Abstract
In September 2023, a botulism outbreak affecting 15 individuals occurred in Bordeaux, France, during the Rugby World Cup. We report on eight individuals from four different countries on two continents admitted to the intensive care unit at our hospital, where six required invasive mechanical ventilation. Cases reported consuming locally produced canned sardines at a restaurant. This report highlights the importance of rapid, worldwide alerts from health authorities to prevent severe consequences of such outbreaks, particularly during events attracting international visitors.
Keywords: outbreak, food-borne botulism, intensive care unit, invasive mechanical ventilation, health authorities
An outbreak of 15 cases (including one death) of food-borne botulism occurred in Bordeaux, France, in September 2023 during the Rugby World Cup.

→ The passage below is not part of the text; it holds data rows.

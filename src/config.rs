use anyhow::{Context, Result};
use clap::{Parser, Subcommand};
use dialoguer::{Confirm, Input};
use std::io::Write;
use std::path::PathBuf;
use std::time::Duration;

use crate::heartbeat::HeartbeatSettings;

const DEFAULT_DB_FILE: &str = "~/.local/share/session-guard/tokens.sqlite3";

/// Session Guard - resilient client for the study platform API
#[derive(Parser, Debug)]
#[command(author, version, about, long_about = None)]
pub struct CliArgs {
    /// Backend base URL
    #[arg(short = 'u', long, env = "API_BASE_URL")]
    pub base_url: Option<String>,

    /// Path to the SQLite token store
    #[arg(short = 'd', long, env = "TOKEN_DB_FILE")]
    pub db_file: Option<String>,

    /// Path prefix of the authentication endpoints
    #[arg(long, env = "AUTH_PATH_PREFIX", default_value = "/auth")]
    pub auth_prefix: String,

    /// Path prefix of the study-session endpoints
    #[arg(long, env = "SESSIONS_PATH_PREFIX", default_value = "/sessions")]
    pub sessions_prefix: String,

    /// Path prefix of the progress endpoints
    #[arg(long, env = "PROGRESS_PATH_PREFIX", default_value = "/progress")]
    pub progress_prefix: String,

    /// Log level (trace, debug, info, warn, error)
    #[arg(long, env = "LOG_LEVEL", default_value = "info")]
    pub log_level: String,

    /// Log format (text, json)
    #[arg(long, env = "LOG_FORMAT", default_value = "text")]
    pub log_format: String,

    /// Seconds before expiry at which credentials are refreshed proactively
    #[arg(long, env = "TOKEN_REFRESH_THRESHOLD", default_value = "300")]
    pub refresh_threshold: u64,

    /// HTTP request timeout in seconds
    #[arg(long, env = "HTTP_REQUEST_TIMEOUT", default_value = "30")]
    pub http_timeout: u64,

    /// Idle connections kept per host
    #[arg(long, env = "HTTP_MAX_CONNECTIONS", default_value = "20")]
    pub http_max_connections: usize,

    /// HTTP connect timeout in seconds
    #[arg(long, env = "HTTP_CONNECT_TIMEOUT", default_value = "10")]
    pub http_connect_timeout: u64,

    /// Heartbeat interval in seconds
    #[arg(long, env = "HEARTBEAT_INTERVAL", default_value = "60")]
    pub heartbeat_interval: u64,

    /// Server-side session timeout in seconds
    #[arg(long, env = "SESSION_TIMEOUT", default_value = "1800")]
    pub session_timeout: u64,

    /// Seconds before session timeout at which a warning is raised
    #[arg(long, env = "SESSION_WARNING_WINDOW", default_value = "300")]
    pub warning_window: u64,

    /// Seconds a deduplicated operation may stay in flight
    #[arg(long, env = "DEDUP_TTL", default_value = "30")]
    pub dedup_ttl: u64,

    /// Retries for deduplicated initialisation calls
    #[arg(long, env = "DEDUP_RETRY_COUNT", default_value = "2")]
    pub dedup_retry_count: u32,

    /// Base delay between those retries in milliseconds
    #[arg(long, env = "DEDUP_RETRY_DELAY_MS", default_value = "1000")]
    pub dedup_retry_delay_ms: u64,

    /// Service account used for the admin credential scope
    #[arg(long, env = "ADMIN_USERNAME")]
    pub admin_username: Option<String>,

    #[arg(long, env = "ADMIN_PASSWORD", hide_env_values = true)]
    pub admin_password: Option<String>,

    /// Ask before extending an expired session instead of refreshing silently
    #[arg(long, env = "INTERACTIVE_EXTENSION", default_value_t = true, action = clap::ArgAction::Set)]
    pub interactive_extension: bool,

    #[command(subcommand)]
    pub command: Option<Command>,
}

#[derive(Subcommand, Debug, Clone, PartialEq)]
pub enum Command {
    /// Log in and persist the user credentials
    Login {
        #[arg(short = 'U', long)]
        username: String,

        /// Prompted for when omitted
        #[arg(short = 'P', long)]
        password: Option<String>,
    },

    /// Show the authenticated profile
    Profile,

    /// Ask the backend whether the stored credentials are still valid
    Validate,

    /// Keep a study session alive until Ctrl-C
    Study {
        #[arg(long)]
        course: String,

        #[arg(long)]
        module: String,

        #[arg(long)]
        lesson: String,
    },

    /// Forget the stored user credentials
    Logout,
}

#[derive(Clone, Debug)]
pub struct Config {
    // Backend
    pub endpoints: EndpointConfig,

    // Storage
    pub token_db_file: PathBuf,

    // Timeouts
    pub token_refresh_threshold: u64,
    pub heartbeat_interval: u64,
    pub session_timeout: u64,
    pub session_warning_window: u64,

    // HTTP client
    pub http_max_connections: usize,
    pub http_connect_timeout: u64,
    pub http_request_timeout: u64,

    // Deduplicated initialisation
    pub dedup_ttl: u64,
    pub dedup_retry_count: u32,
    pub dedup_retry_delay_ms: u64,

    // Admin service identity
    pub admin_username: Option<String>,
    pub admin_password: Option<String>,

    pub interactive_extension: bool,

    // Logging
    pub log_level: String,
    pub log_format: LogFormat,
}

#[derive(Clone, Debug, PartialEq)]
pub enum LogFormat {
    Text,
    Json,
}

/// Backend location and endpoint paths
#[derive(Clone, Debug, PartialEq)]
pub struct EndpointConfig {
    pub base_url: String,
    pub auth_prefix: String,
    pub sessions_prefix: String,
    pub progress_prefix: String,
}

impl Default for EndpointConfig {
    fn default() -> Self {
        Self::new("http://localhost:8080")
    }
}

impl EndpointConfig {
    pub fn new(base_url: &str) -> Self {
        Self {
            base_url: base_url.trim_end_matches('/').to_string(),
            auth_prefix: "/auth".to_string(),
            sessions_prefix: "/sessions".to_string(),
            progress_prefix: "/progress".to_string(),
        }
    }

    /// Absolute URL for a path
    pub fn url(&self, path: &str) -> String {
        format!("{}{}", self.base_url, path)
    }

    pub fn login(&self) -> String {
        format!("{}/login", self.auth_prefix)
    }

    pub fn refresh(&self) -> String {
        format!("{}/refresh", self.auth_prefix)
    }

    pub fn validate(&self) -> String {
        format!("{}/validate", self.auth_prefix)
    }

    pub fn profile(&self) -> String {
        format!("{}/profile", self.auth_prefix)
    }

    pub fn session_start(&self) -> String {
        format!("{}/start", self.sessions_prefix)
    }

    pub fn session_heartbeat(&self) -> String {
        format!("{}/heartbeat", self.sessions_prefix)
    }

    pub fn session_active(&self) -> String {
        format!("{}/active", self.sessions_prefix)
    }

    pub fn session_end(&self, session_id: &str) -> String {
        format!("{}/{}/end", self.sessions_prefix, session_id)
    }

    pub fn progress_initialize(&self) -> String {
        format!("{}/initialize", self.progress_prefix)
    }

    pub fn progress_completed(&self) -> String {
        format!("{}/completed", self.progress_prefix)
    }

    pub fn progress_complete(&self) -> String {
        format!("{}/complete", self.progress_prefix)
    }

    /// Login and refresh calls never trigger a proactive refresh themselves
    pub fn is_auth_endpoint(&self, url_path: &str) -> bool {
        url_path.ends_with(&self.login()) || url_path.ends_with(&self.refresh())
    }
}

impl Config {
    /// Defaults for everything except the backend location
    pub fn with_base_url(base_url: &str) -> Self {
        Self {
            endpoints: EndpointConfig::new(base_url),
            token_db_file: expand_tilde(DEFAULT_DB_FILE),
            token_refresh_threshold: 300,
            heartbeat_interval: 60,
            session_timeout: 1800,
            session_warning_window: 300,
            http_max_connections: 20,
            http_connect_timeout: 10,
            http_request_timeout: 30,
            dedup_ttl: 30,
            dedup_retry_count: 2,
            dedup_retry_delay_ms: 1000,
            admin_username: None,
            admin_password: None,
            interactive_extension: true,
            log_level: "info".to_string(),
            log_format: LogFormat::Text,
        }
    }

    /// Load configuration from all sources with priority: CLI > ENV > defaults
    pub fn load() -> Result<(Self, Command)> {
        // Load .env file if it exists
        dotenvy::dotenv().ok();

        let args = CliArgs::parse();
        let command = args.command.clone().unwrap_or(Command::Validate);
        let config = Self::from_args(args)?;
        Ok((config, command))
    }

    fn from_args(args: CliArgs) -> Result<Self> {
        let base_url = args
            .base_url
            .or_else(|| std::env::var("API_BASE_URL").ok())
            .context("API_BASE_URL is required (use -u or set API_BASE_URL env var)")?;

        let mut config = Self::with_base_url(&base_url);
        config.endpoints.auth_prefix = args.auth_prefix;
        config.endpoints.sessions_prefix = args.sessions_prefix;
        config.endpoints.progress_prefix = args.progress_prefix;

        if let Some(db_file) = args.db_file {
            config.token_db_file = expand_tilde(&db_file);
        }

        config.token_refresh_threshold = args.refresh_threshold;
        config.http_request_timeout = args.http_timeout;
        config.heartbeat_interval = args.heartbeat_interval;
        config.session_timeout = args.session_timeout;
        config.session_warning_window = args.warning_window;
        config.interactive_extension = args.interactive_extension;
        config.log_level = args.log_level;
        config.log_format = parse_log_format(&args.log_format);

        config.http_max_connections = args.http_max_connections;
        config.http_connect_timeout = args.http_connect_timeout;
        config.dedup_ttl = args.dedup_ttl;
        config.dedup_retry_count = args.dedup_retry_count;
        config.dedup_retry_delay_ms = args.dedup_retry_delay_ms;

        config.admin_username = args.admin_username;
        config.admin_password = args.admin_password;

        Ok(config)
    }

    /// Validate configuration
    pub fn validate(&self) -> Result<()> {
        let base_url = &self.endpoints.base_url;
        let parsed = reqwest::Url::parse(base_url)
            .with_context(|| format!("API_BASE_URL is not a valid URL: {}", base_url))?;
        if parsed.scheme() != "http" && parsed.scheme() != "https" {
            anyhow::bail!("API_BASE_URL must use http or https: {}", base_url);
        }

        if self.heartbeat_interval == 0 {
            anyhow::bail!("HEARTBEAT_INTERVAL must be greater than zero");
        }

        if self.session_warning_window >= self.session_timeout {
            anyhow::bail!(
                "SESSION_WARNING_WINDOW ({}) must be shorter than SESSION_TIMEOUT ({})",
                self.session_warning_window,
                self.session_timeout
            );
        }

        if self.admin_username.is_some() != self.admin_password.is_some() {
            anyhow::bail!("ADMIN_USERNAME and ADMIN_PASSWORD must be set together");
        }

        Ok(())
    }

    pub fn refresh_threshold(&self) -> Duration {
        Duration::from_secs(self.token_refresh_threshold)
    }

    pub fn heartbeat_settings(&self) -> HeartbeatSettings {
        HeartbeatSettings {
            interval: Duration::from_secs(self.heartbeat_interval),
            timeout: Duration::from_secs(self.session_timeout),
            warning_window: Duration::from_secs(self.session_warning_window),
        }
    }
}

/// Expand tilde (~) in file paths to user's home directory
fn expand_tilde(path: &str) -> PathBuf {
    if let Some(rest) = path.strip_prefix("~/") {
        if let Some(home) = dirs::home_dir() {
            return home.join(rest);
        }
    }
    PathBuf::from(path)
}

/// Parse log format from string
fn parse_log_format(s: &str) -> LogFormat {
    match s.to_lowercase().as_str() {
        "json" => LogFormat::Json,
        _ => LogFormat::Text,
    }
}

// === Interactive Setup ===

/// Check if interactive setup is needed (no .env file and no backend configured)
pub fn needs_interactive_setup() -> bool {
    let env_file_exists = std::path::Path::new(".env").exists();
    let has_base_url = std::env::var("API_BASE_URL").is_ok();

    !env_file_exists && !has_base_url
}

/// Configuration collected from interactive setup
#[derive(Debug, Clone)]
pub struct InteractiveConfig {
    pub api_base_url: String,
    pub token_db_file: String,
}

/// Run interactive setup to collect required configuration
pub fn run_interactive_setup() -> Result<InteractiveConfig> {
    println!();
    println!("No configuration found. Let's point session-guard at your backend.");
    println!();

    let api_base_url: String = Input::new()
        .with_prompt("Backend base URL (API_BASE_URL)")
        .default("http://localhost:8080".to_string())
        .interact_text()
        .context("Failed to read API_BASE_URL")?;

    reqwest::Url::parse(&api_base_url)
        .with_context(|| format!("Not a valid URL: {}", api_base_url))?;

    let token_db_file: String = Input::new()
        .with_prompt("Token store location (TOKEN_DB_FILE)")
        .default(DEFAULT_DB_FILE.to_string())
        .interact_text()
        .context("Failed to read TOKEN_DB_FILE")?;

    let config = InteractiveConfig {
        api_base_url,
        token_db_file,
    };

    println!();
    let save_to_env = Confirm::new()
        .with_prompt("Save configuration to .env file?")
        .default(true)
        .interact()
        .context("Failed to read save confirmation")?;

    if save_to_env {
        save_env_file(&config)?;
        println!("✅ Configuration saved to .env file");
    }

    Ok(config)
}

/// Save configuration to .env file
fn save_env_file(config: &InteractiveConfig) -> Result<()> {
    let env_content = format!(
        r#"# Session Guard Configuration
# Generated by interactive setup

# Backend base URL (required)
API_BASE_URL={}

# SQLite token store
TOKEN_DB_FILE={}

# Heartbeat settings (seconds)
HEARTBEAT_INTERVAL=60
SESSION_TIMEOUT=1800
SESSION_WARNING_WINDOW=300

# Logging (trace, debug, info, warn, error)
LOG_LEVEL=info
"#,
        config.api_base_url, config.token_db_file,
    );

    let mut file = std::fs::File::create(".env").context("Failed to create .env file")?;
    file.write_all(env_content.as_bytes())
        .context("Failed to write .env file")?;

    Ok(())
}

Here, we present the clinical case descriptions of the eight individuals treated at Bordeaux University Hospital, the laboratory identification of type B botulinum neurotoxin (BoNT) and the control measures implemented to stop the outbreak.
Case descriptions
On 6 September 2023, the first patient was admitted to the medical intensive care unit (ICU) at our hospital. The patient presented with bilateral oculomotor palsy, mydriasis, ptosis, impaired wallowing, nausea and vomiting, and required invasive mechanical ventilation. Because of the neurological symptoms, the patient was initially treated for Guillain–Barré syndrome, but botulism was also suspected. On 9 and 10 September 2023, two additional patients were admitted to the medical ICU with similar neuro-ophthalmic, digestive, ear, nose and throat symptoms. All three patients were visiting France to attend the rugby tournament or tourism.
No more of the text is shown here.